Unicode Support on CentOS 5.2 with PHP and PCRE
Yesterday,
I talked about how to get the most out of running regular expressions
in PHP. The reason that I needed to dig in deep on regular expression
syntax with PHP is because I needed to write some regular expressions
that deal with Unicode characters.
After much reading, I believed that I knew everything that I needed.
I started writing some regex strings and testing the code.
Unfortunately, every time I ran a test with a string that contained
Unicode characters, the match failed. When I removed the Unicode
characters from the string and tested again, it would work. I was
baffled.
Finding the Problem
I had the regex testing characters (‘\X’, ‘\pL’, etc) inside of a
character class, such as ‘[\X-]‘, since I was creating a regex to test
for domains.
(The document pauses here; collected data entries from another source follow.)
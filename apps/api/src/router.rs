use std::sync::Arc;

use axum::{
    Router,
    routing::get,
};

use availability_cell::handlers::AvailabilityState;
use availability_cell::{availability_routes, AvailabilityStore, BookingLedger};
use booking_cell::handlers::BookingState;
use booking_cell::{booking_routes, BookingService, BookingStore};
use shared_config::AppConfig;

/// The booking store doubles as the ledger the slot resolver reads.
pub fn create_router<W, B>(config: Arc<AppConfig>, windows: Arc<W>, bookings: Arc<B>) -> Router
where
    W: AvailabilityStore + 'static,
    B: BookingStore + 'static,
{
    let ledger: Arc<dyn BookingLedger> = bookings.clone();
    let service = Arc::new(BookingService::new(windows.clone(), bookings));

    let availability_state = AvailabilityState {
        config: config.clone(),
        store: windows,
        ledger,
    };
    let booking_state = BookingState { config, service };

    Router::new()
        .route("/", get(|| async { "Salon Scheduling API is running!" }))
        .nest(
            "/salons",
            availability_routes(availability_state).merge(booking_routes(booking_state)),
        )
}
pub mod error;
pub mod handlers;
pub mod models;
pub mod router;
pub mod services;

pub use error::AvailabilityError;
pub use models::*;
pub use services::*;
pub use router::availability_routes;
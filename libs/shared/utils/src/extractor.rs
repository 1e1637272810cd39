use std::sync::Arc;

use axum::{
    extract::State,
    http::{header::AUTHORIZATION, Request},
    middleware::Next,
    response::Response,
    body::Body,
};

use shared_models::error::AppError;
use shared_config::AppConfig;

use crate::jwt::validate_token;

/// Rejects requests without a valid bearer token and stores the caller as a
/// `User` extension for downstream handlers.
pub async fn auth_middleware(
    State(config): State<Arc<AppConfig>>,
    mut request: Request<Body>,
    next: Next,
) -> Result<Response, AppError> {
    let auth_value = request
        .headers()
        .get(AUTHORIZATION)
        .ok_or_else(|| AppError::Auth("Missing authorization header".to_string()))?
        .to_str()
        .map_err(|_| AppError::Auth("Invalid authorization header format".to_string()))?;

    let token = auth_value
        .strip_prefix("Bearer ")
        .ok_or_else(|| AppError::Auth("Invalid authorization header format".to_string()))?;

    let user = validate_token(token, &config.supabase_jwt_secret)
        .map_err(AppError::Auth)?;

    request.extensions_mut().insert(user);

    Ok(next.run(request).await)
}
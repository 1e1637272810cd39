use std::sync::Arc;

use axum::{
    extract::{Extension, Path, Query, State},
    http::StatusCode,
    Json,
};
use chrono::NaiveDate;
use serde::Deserialize;
use serde_json::{json, Value};
use tracing::info;
use uuid::Uuid;

use shared_config::AppConfig;
use shared_models::auth::User;
use shared_models::error::AppError;

use crate::models::{AvailabilityWindow, BookableSlots, CreateWindowRequest, UpdateWindowRequest};
use crate::services::{AvailabilityStore, BookingLedger, SlotResolver};

#[derive(Clone)]
pub struct AvailabilityState {
    pub config: Arc<AppConfig>,
    pub store: Arc<dyn AvailabilityStore>,
    pub ledger: Arc<dyn BookingLedger>,
}

impl AvailabilityState {
    pub fn resolver(&self) -> SlotResolver {
        SlotResolver::new(self.store.clone(), self.ledger.clone())
    }
}

#[derive(Debug, Deserialize)]
pub struct SlotQuery {
    pub date: NaiveDate,
    pub duration_minutes: i64,
}

// ==============================================================================
// PUBLIC HANDLERS
// ==============================================================================

#[axum::debug_handler]
pub async fn list_windows(
    State(state): State<AvailabilityState>,
    Path((salon_id, staff_id)): Path<(Uuid, Uuid)>,
) -> Result<Json<Value>, AppError> {
    let windows = state.store.windows_for_staff(salon_id, staff_id).await?;

    Ok(Json(json!({
        "windows": windows,
        "total": windows.len()
    })))
}

#[axum::debug_handler]
pub async fn get_bookable_slots(
    State(state): State<AvailabilityState>,
    Path((salon_id, staff_id)): Path<(Uuid, Uuid)>,
    Query(query): Query<SlotQuery>,
) -> Result<Json<BookableSlots>, AppError> {
    let slots = state
        .resolver()
        .bookable_slots(
            salon_id,
            staff_id,
            query.date,
            query.duration_minutes,
            state.config.slot_granularity_minutes,
        )
        .await?;

    Ok(Json(slots))
}

// ==============================================================================
// PROTECTED HANDLERS (salon owner actions)
// ==============================================================================

#[axum::debug_handler]
pub async fn create_window(
    State(state): State<AvailabilityState>,
    Extension(user): Extension<User>,
    Path((salon_id, staff_id)): Path<(Uuid, Uuid)>,
    Json(request): Json<CreateWindowRequest>,
) -> Result<(StatusCode, Json<AvailabilityWindow>), AppError> {
    info!("User {} adding availability for staff {}", user.id, staff_id);

    let window = state.store.create_window(salon_id, staff_id, request).await?;
    Ok((StatusCode::CREATED, Json(window)))
}

#[axum::debug_handler]
pub async fn update_window(
    State(state): State<AvailabilityState>,
    Extension(user): Extension<User>,
    Path((salon_id, staff_id, availability_id)): Path<(Uuid, Uuid, Uuid)>,
    Json(request): Json<UpdateWindowRequest>,
) -> Result<Json<AvailabilityWindow>, AppError> {
    info!("User {} updating availability {}", user.id, availability_id);

    let window = state
        .store
        .update_window(salon_id, staff_id, availability_id, request)
        .await?;
    Ok(Json(window))
}

#[axum::debug_handler]
pub async fn delete_window(
    State(state): State<AvailabilityState>,
    Extension(user): Extension<User>,
    Path((salon_id, staff_id, availability_id)): Path<(Uuid, Uuid, Uuid)>,
) -> Result<StatusCode, AppError> {
    info!("User {} deleting availability {}", user.id, availability_id);

    state.store.delete_window(salon_id, staff_id, availability_id).await?;
    Ok(StatusCode::NO_CONTENT)
}
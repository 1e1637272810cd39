pub mod error;
pub mod handlers;
pub mod models;
pub mod router;
pub mod services;

pub use error::BookingError;
pub use models::*;
pub use services::*;
pub use router::booking_routes;
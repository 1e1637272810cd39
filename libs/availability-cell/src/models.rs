use std::fmt;

use chrono::{DateTime, Datelike, Duration, NaiveDate, NaiveTime, Utc, Weekday};
use serde::{Deserialize, Serialize};
use uuid::Uuid;

use crate::error::AvailabilityError;

/// 0 = Sunday .. 6 = Saturday.
#[derive(Debug, Clone, Copy, PartialEq, Eq, Hash, PartialOrd, Ord, Serialize, Deserialize)]
#[serde(try_from = "i32", into = "i32")]
pub struct DayOfWeek(u8);

impl DayOfWeek {
    pub fn new(value: i32) -> Result<Self, AvailabilityError> {
        match value {
            0..=6 => Ok(Self(value as u8)),
            _ => Err(AvailabilityError::InvalidDayOfWeek(value)),
        }
    }

    pub fn of(date: NaiveDate) -> Self {
        Self::from(date.weekday())
    }

    pub fn value(self) -> u8 {
        self.0
    }
}

impl From<Weekday> for DayOfWeek {
    fn from(weekday: Weekday) -> Self {
        Self(weekday.num_days_from_sunday() as u8)
    }
}

impl TryFrom<i32> for DayOfWeek {
    type Error = AvailabilityError;

    fn try_from(value: i32) -> Result<Self, Self::Error> {
        Self::new(value)
    }
}

impl From<DayOfWeek> for i32 {
    fn from(day: DayOfWeek) -> Self {
        day.0 as i32
    }
}

impl fmt::Display for DayOfWeek {
    fn fmt(&self, f: &mut fmt::Formatter<'_>) -> fmt::Result {
        write!(f, "{}", self.0)
    }
}

#[derive(Debug, Clone, Copy, PartialEq, Eq, Serialize, Deserialize)]
#[serde(rename_all = "SCREAMING_SNAKE_CASE")]
pub enum WindowKind {
    Availability,
    TimeOff,
}

impl WindowKind {
    pub fn as_str(&self) -> &'static str {
        match self {
            WindowKind::Availability => "AVAILABILITY",
            WindowKind::TimeOff => "TIME_OFF",
        }
    }
}

/// Half-open interval `[start, end)`.
#[derive(Debug, Clone, Copy, PartialEq, Eq, Serialize, Deserialize)]
pub struct TimeRange {
    pub start: DateTime<Utc>,
    pub end: DateTime<Utc>,
}

impl TimeRange {
    pub fn new(start: DateTime<Utc>, end: DateTime<Utc>) -> Result<Self, AvailabilityError> {
        if start >= end {
            return Err(AvailabilityError::InvalidTimeRange);
        }
        Ok(Self { start, end })
    }

    /// The whole calendar day `[date 00:00, date+1 00:00)`.
    pub fn day(date: NaiveDate) -> Self {
        let start = date.and_time(NaiveTime::MIN).and_utc();
        Self { start, end: start + Duration::days(1) }
    }

    pub fn overlaps(&self, other: &TimeRange) -> bool {
        self.start < other.end && other.start < self.end
    }

    pub fn contains(&self, other: &TimeRange) -> bool {
        self.start <= other.start && other.end <= self.end
    }

    pub fn duration(&self) -> Duration {
        self.end - self.start
    }
}

/// Longest bookable duration. Anything longer cannot fit inside one day.
pub const MAX_DURATION_MINUTES: i64 = 24 * 60;

/// `minutes` as a `Duration`, or `None` when it is not in
/// `1..=MAX_DURATION_MINUTES`.
pub fn bookable_duration(minutes: i64) -> Option<Duration> {
    if !(1..=MAX_DURATION_MINUTES).contains(&minutes) {
        return None;
    }
    Duration::try_minutes(minutes)
}

#[derive(Debug, Clone, Serialize, Deserialize)]
pub struct AvailabilityWindow {
    pub id: Uuid,
    pub salon_id: Uuid,
    pub staff_id: Uuid,
    pub day_of_week: DayOfWeek,
    pub start_time: NaiveTime,
    pub end_time: NaiveTime,
    pub kind: WindowKind,
    /// Set for one-off windows; `None` means the window recurs weekly.
    #[serde(default)]
    pub specific_date: Option<NaiveDate>,
    pub created_at: DateTime<Utc>,
    pub updated_at: DateTime<Utc>,
}

impl AvailabilityWindow {
    pub fn applies_on(&self, date: NaiveDate) -> bool {
        self.day_of_week == DayOfWeek::of(date)
            && self.specific_date.map_or(true, |specific| specific == date)
    }

    pub fn range_on(&self, date: NaiveDate) -> TimeRange {
        TimeRange {
            start: date.and_time(self.start_time).and_utc(),
            end: date.and_time(self.end_time).and_utc(),
        }
    }

    /// Whether both windows can ever apply on the same calendar date.
    pub fn shares_dates_with(&self, day_of_week: DayOfWeek, specific_date: Option<NaiveDate>) -> bool {
        if self.day_of_week != day_of_week {
            return false;
        }
        match (self.specific_date, specific_date) {
            (Some(a), Some(b)) => a == b,
            _ => true,
        }
    }
}

/// An existing, non-cancelled booking as seen by the slot resolver.
#[derive(Debug, Clone, PartialEq, Eq, Serialize, Deserialize)]
pub struct BookedInterval {
    pub booking_id: Uuid,
    pub start: DateTime<Utc>,
    pub end: DateTime<Utc>,
}

impl BookedInterval {
    pub fn range(&self) -> TimeRange {
        TimeRange { start: self.start, end: self.end }
    }
}

#[derive(Debug, Clone, Serialize, Deserialize)]
pub struct CreateWindowRequest {
    pub day_of_week: i32,
    pub start_time: NaiveTime,
    pub end_time: NaiveTime,
    pub kind: WindowKind,
    #[serde(default)]
    pub specific_date: Option<NaiveDate>,
}

#[derive(Debug, Clone, Default, Serialize, Deserialize)]
pub struct UpdateWindowRequest {
    pub start_time: Option<NaiveTime>,
    pub end_time: Option<NaiveTime>,
    pub kind: Option<WindowKind>,
}

impl UpdateWindowRequest {
    /// The window as it would look after the update.
    pub fn apply_to(&self, current: &AvailabilityWindow) -> CreateWindowRequest {
        CreateWindowRequest {
            day_of_week: current.day_of_week.into(),
            start_time: self.start_time.unwrap_or(current.start_time),
            end_time: self.end_time.unwrap_or(current.end_time),
            kind: self.kind.unwrap_or(current.kind),
            specific_date: current.specific_date,
        }
    }
}

#[derive(Debug, Clone, Serialize, Deserialize)]
pub struct BookableSlots {
    pub salon_id: Uuid,
    pub staff_id: Uuid,
    pub date: NaiveDate,
    pub duration_minutes: i64,
    /// Free intervals long enough for the requested duration.
    pub intervals: Vec<TimeRange>,
    /// Candidate appointments aligned to the configured granularity.
    pub slots: Vec<TimeRange>,
}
I wrote a really simple rule by simply looking for
‘/^\X$/’ and testing the regex with a single Unicode character.
Amazingly, having the ‘\X’ outside of the square brackets changed
everything as I now received the following very concerning warning:
PHP Warning: preg_match(): Compilation failed:
support for \P, \p, and \X has not been compiled at offset 2 in
wp-content/plugins/dnsyogi/testunicode.php on line 4
Since PHP uses the PCRE engine to run regular expressions, I started
to dig into it. I found out that I could query PCRE directly. I ended
up with something very similar:
$ pcregrep ‘/\X*/u’ character.txt
pcregrep: Error in command-line regex at offset 2: support for \P, \p, and \X has not been compiled
It looked like the error was coming from PCRE itself. I searched
around for a while thinking that I could simply install a new package
using yum. I hoped to find something like pcre-utf8, pcre-unicode,
php-pcre-unicode, or something to make it simple and quick to add this
support since I much prefer using package management tools rather than
compiling and installing from source.
Unfortunately, no such package exists. This support is something
that must be an option that PCRE is compiled with, and my CentOS
repository only has packages that don’t include that support. After
much digging around, I found that this isn’t necessarily CentOS’s fault
as this package has carried over from the RHEL (Red Hat Enterprice
Linux) side of things.
A great way of checking to see if this is an issue on your system is by running the following:
$ pcretest -C
PCRE version 6.6 06-Feb-2006
Compiled with
UTF-8 support
No Unicode properties support
Newline character is LF
Internal link size = 2
POSIX malloc threshold = 10
Default match limit = 10000000
Default recursion depth limit = 10000000
Match recursion uses stack
This is the output that I received. Notice the “UTF-8 support” and
the “No Unicode properties support” lines. This means that PRCE was
compiled with the “–enable-utf8″ configure option which allows PCRE to
recognize and work with UTF-8 encoded strings. However, it wasn’t
compiled with the “–enable-unicode-properties” configure option which
works in conjunction with the enable-utf8 option to add support for the
‘\p’, ‘\P’, and ‘\X’ character classes.
This seems to have been an oversight when the rpm file was first put together. Fortunately, there is a way to fix it.
Fixing the Problem
Since I’m sure that many of you are like me and would rather not
manually compile and install software outside of the package management
system, the solution is to update the rpm to have the option that it
needs and install it.
I had never done this before. Fortunately, I found a very helpful guide that details this process out very nicely: How to patch and rebuild an RPM package.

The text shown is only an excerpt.